The median age in the city was 37.9 years. 23.3% of residents were under the age of 18; 6.6% were between the ages of 18 and 24; 26.6% were from 25 to 44; 30.5% were from 45 to 64; and 13% were 65 years of age or older. The gender makeup of the city was 51.8% male and 48.2% female.

===2000 census===
At the 2000 census, there were 410 people, 158 households and 97 families living in the city. The population density was 953.1 PD/sqmi. There were 170 housing units at an average density of 395.2 /sqmi. The racial makeup of the city was 98.78% White, 0.73% from other races, and 0.49% from two or more races. Hispanic or Latino of any race were 0.73% of the population.

There were 158 households, of which 35.4% had children under the age of 18 living with them, 53.8% were married couples living together, 5.1% had a female householder with no husband present, and 38.0% were non-families. 32.9% of all households were made up of individuals, and 15.8% had someone living alone who was 65 years of age or older. The average household size was 2.59 and the average family size was 3.47.
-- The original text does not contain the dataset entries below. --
//! JSON-RPC client for the two read-only chain queries the feed needs: the
//! governor's `proposalCount()` (the high-water mark) and ENS reverse
//! resolution for proposer addresses, confirmed by a forward lookup. Each
//! method issues single attempts; retrying is the caller's business.

use crate::pipeline::sources::{NameSource, ProposalCountSource};
use crate::rpc::abi;
use crate::rpc::auth::build_auth_headers;
use crate::rpc::metrics::{RpcMetrics, RpcMetricsSnapshot};
use crate::rpc::options::RpcClientOptions;
use crate::runtime::config::FeedConfig;
use alloy_primitives::{Address, B256};
use anyhow::{anyhow, Result};
use futures::future::BoxFuture;
use jsonrpsee::core::client::{ClientT, Error as JsonRpcError};
use jsonrpsee::http_client::{HttpClient, HttpClientBuilder};
use jsonrpsee::rpc_params;
use serde_json::json;
use std::str::FromStr;
use std::sync::Arc;
use tokio::time::{timeout, Instant};

const ETH_CALL: &str = "eth_call";
const PROPOSAL_COUNT_SIGNATURE: &str = "proposalCount()";
const RESOLVER_SIGNATURE: &str = "resolver(bytes32)";
const NAME_SIGNATURE: &str = "name(bytes32)";
const ADDR_SIGNATURE: &str = "addr(bytes32)";

#[derive(Debug)]
pub enum RpcError {
    Timeout { method: &'static str },
    MalformedResult { call: &'static str },
    InvalidAddress { raw: String },
}

impl std::fmt::Display for RpcError {
    fn fmt(&self, f: &mut std::fmt::Formatter<'_>) -> std::fmt::Result {
        match self {
            RpcError::Timeout { method } => write!(f, "rpc method {method} timed out"),
            RpcError::MalformedResult { call } => {
                write!(f, "rpc call {call} returned a malformed result")
            }
            RpcError::InvalidAddress { raw } => write!(f, "{raw:?} is not a valid address"),
        }
    }
}

impl std::error::Error for RpcError {}

#[derive(Debug, Clone)]
pub struct ChainRpcClient {
    rpc_url: Arc<String>,
    client: HttpClient,
    options: RpcClientOptions,
    metrics: Arc<RpcMetrics>,
}

impl ChainRpcClient {
    pub fn new(url: impl Into<String>) -> Result<Self> {
        Self::with_options(url, None, RpcClientOptions::default())
    }

    pub fn with_options(
        url: impl Into<String>,
        credentials: Option<(&str, &str)>,
        options: RpcClientOptions,
    ) -> Result<Self> {
        options.validate()?;

        let rpc_url = url.into();
        let headers = build_auth_headers(credentials)?;
        let client = HttpClientBuilder::default()
            .set_headers(headers)
            .request_timeout(options.request_timeout)
            .max_concurrent_requests(options.max_concurrent_requests)
            .build(&rpc_url)
            .map_err(|err| anyhow!("failed to build RPC client: {err}"))?;

        Ok(Self {
            rpc_url: Arc::new(rpc_url),
            client,
            options,
            metrics: Arc::new(RpcMetrics::default()),
        })
    }

    pub fn from_config(config: &FeedConfig) -> Result<Self> {
        let options = RpcClientOptions {
            request_timeout: config.rpc_timeout(),
            governor_address: config.governor_address(),
            ens_registry_address: config.ens_registry_address(),
            ..RpcClientOptions::default()
        };
        Self::with_options(config.rpc_url().to_owned(), config.rpc_credentials(), options)
    }

    pub fn endpoint(&self) -> &str {
        &self.rpc_url
    }

    pub fn metrics(&self) -> RpcMetricsSnapshot {
        self.metrics.snapshot()
    }

    /// Reads `proposalCount()` from the governor contract.
    pub async fn proposal_count(&self) -> Result<u64> {
        let data = abi::encode_call(PROPOSAL_COUNT_SIGNATURE, &[]);
        let raw = self
            .eth_call(self.options.governor_address, data, PROPOSAL_COUNT_SIGNATURE)
            .await?;
        let count = abi::decode_u64(&raw).map_err(|err| {
            tracing::debug!(error = %err, "proposalCount result did not decode");
            RpcError::MalformedResult {
                call: PROPOSAL_COUNT_SIGNATURE,
            }
        })?;
        tracing::debug!(count, "read proposal count");
        Ok(count)
    }

    /// Reverse-resolves `address` through the ENS registry. The name is only
    /// returned when it resolves forward to the same address. `Ok(None)` means
    /// no resolver, an empty name, or a name claimed by another address.
    pub async fn lookup_name(&self, address: &str) -> Result<Option<String>> {
        let parsed = Address::from_str(address.trim()).map_err(|_| RpcError::InvalidAddress {
            raw: address.to_owned(),
        })?;
        let node = abi::reverse_node(&parsed);

        let Some(resolver) = self.resolver_for(node).await? else {
            tracing::trace!(address, "no reverse resolver registered");
            return Ok(None);
        };

        let raw_name = self
            .eth_call(
                resolver,
                abi::encode_call(NAME_SIGNATURE, &[node]),
                NAME_SIGNATURE,
            )
            .await?;
        let name = abi::decode_string(&raw_name).map_err(|_| RpcError::MalformedResult {
            call: NAME_SIGNATURE,
        })?;
        if name.trim().is_empty() {
            return Ok(None);
        }

        let forward_node = abi::namehash(&name);
        let Some(forward_resolver) = self.resolver_for(forward_node).await? else {
            tracing::debug!(address, name = %name, "reverse name has no forward resolver");
            return Ok(None);
        };
        let raw_addr = self
            .eth_call(
                forward_resolver,
                abi::encode_call(ADDR_SIGNATURE, &[forward_node]),
                ADDR_SIGNATURE,
            )
            .await?;
        if !resolves_to(&raw_addr, &parsed)? {
            tracing::debug!(address, name = %name, "reverse name resolves to a different address");
            return Ok(None);
        }

        Ok(Some(name))
    }

    /// Registry resolver for `node`, `None` when unset.
    async fn resolver_for(&self, node: B256) -> Result<Option<Address>> {
        let raw = self
            .eth_call(
                self.options.ens_registry_address,
                abi::encode_call(RESOLVER_SIGNATURE, &[node]),
                RESOLVER_SIGNATURE,
            )
            .await?;
        let resolver = abi::decode_address(&raw).map_err(|_| RpcError::MalformedResult {
            call: RESOLVER_SIGNATURE,
        })?;
        Ok(Some(resolver).filter(|resolver| !resolver.is_zero()))
    }

    async fn eth_call(&self, to: Address, data: String, call: &'static str) -> Result<String> {
        let start = Instant::now();
        let request = json!({ "to": to.to_string(), "data": data });
        let result = timeout(
            self.options.request_timeout,
            self.client
                .request::<String, _>(ETH_CALL, rpc_params![request, "latest"]),
        )
        .await;

        match result {
            Err(_) => {
                self.metrics.record_timeout(start.elapsed());
                Err(RpcError::Timeout { method: ETH_CALL }.into())
            }
            Ok(Err(err)) => {
                self.metrics.record_failure(start.elapsed());
                Err(map_rpc_error(call, err))
            }
            Ok(Ok(value)) => {
                self.metrics.record_success(start.elapsed());
                Ok(value)
            }
        }
    }
}

impl ProposalCountSource for ChainRpcClient {
    fn proposal_count(&self) -> BoxFuture<'_, Result<u64>> {
        Box::pin(ChainRpcClient::proposal_count(self))
    }
}

impl NameSource for ChainRpcClient {
    fn lookup_name<'a>(&'a self, address: &'a str) -> BoxFuture<'a, Result<Option<String>>> {
        Box::pin(ChainRpcClient::lookup_name(self, address))
    }
}

fn resolves_to(raw_addr: &str, expected: &Address) -> Result<bool> {
    let forward = abi::decode_address(raw_addr).map_err(|_| RpcError::MalformedResult {
        call: ADDR_SIGNATURE,
    })?;
    Ok(forward == *expected)
}

fn map_rpc_error(call: &'static str, err: JsonRpcError) -> anyhow::Error {
    match err {
        JsonRpcError::RequestTimeout => RpcError::Timeout { method: ETH_CALL }.into(),
        other => anyhow!("rpc {call} call failed: {other}"),
    }
}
32.2% of the population were under the age of 18, 6.8% from 18 to 24, 30.0% from 25 to 44, 18.5% from 45 to 64, and 12.4% who were 65 years of age or older. The median age was 33 years. For every 100 females, there were 104.0 males. For every 100 females age 18 and over, there were 104.4 males.

The median household income was $34,250 and the median family incomewas $42,813. Males had a median income of $30,250 versus $21,417 for females. The per capita income for the city was $14,576. About 7.5% of families and 8.7% of the population were below the poverty line, including 9.6% of those under age 18 and 6.1% of those age 65 or over.

==Education==
The West Delaware County Community School District operates local area public schools.